*** Available records ***
//! # jobflow-types
//!
//! Shared domain types for the jobflow scheduling facade.
//!
//! This crate defines the data structures exchanged between a host process,
//! the registration facade, and the scheduling engine seam:
//! - Declarations: immutable job descriptions supplied at configuration time
//! - Options: execution options and run-every modifiers
//! - Triggers: one-shot schedule points, recurrence name sets, job queries
//!
//! ## Usage
//!
//! ```rust
//! use jobflow_types::{handler, JobDeclaration};
//!
//! let decl = JobDeclaration::new("nightly-report", handler(|_ctx| async { Ok(()) }))
//!     .with_every("0 0 3 * * *");
//! assert_eq!(decl.name, "nightly-report");
//! ```

mod declaration;
mod options;
mod trigger;

pub use declaration::{handler, HandlerFuture, JobContext, JobDeclaration, JobHandler};
pub use options::{JobOptions, JobPriority, PriorityLevel, RunEveryOptions};
pub use trigger::{JobHandle, JobNames, JobQuery, ScheduleWhen};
***
The job is to copy each line from the material above that holds the word "JobDeclaration".

→ Exercise output:
//! use jobflow_types::{handler, JobDeclaration};
//! let decl = JobDeclaration::new("nightly-report", handler(|_ctx| async { Ok(()) }))
pub use declaration::{handler, HandlerFuture, JobContext, JobDeclaration, JobHandler};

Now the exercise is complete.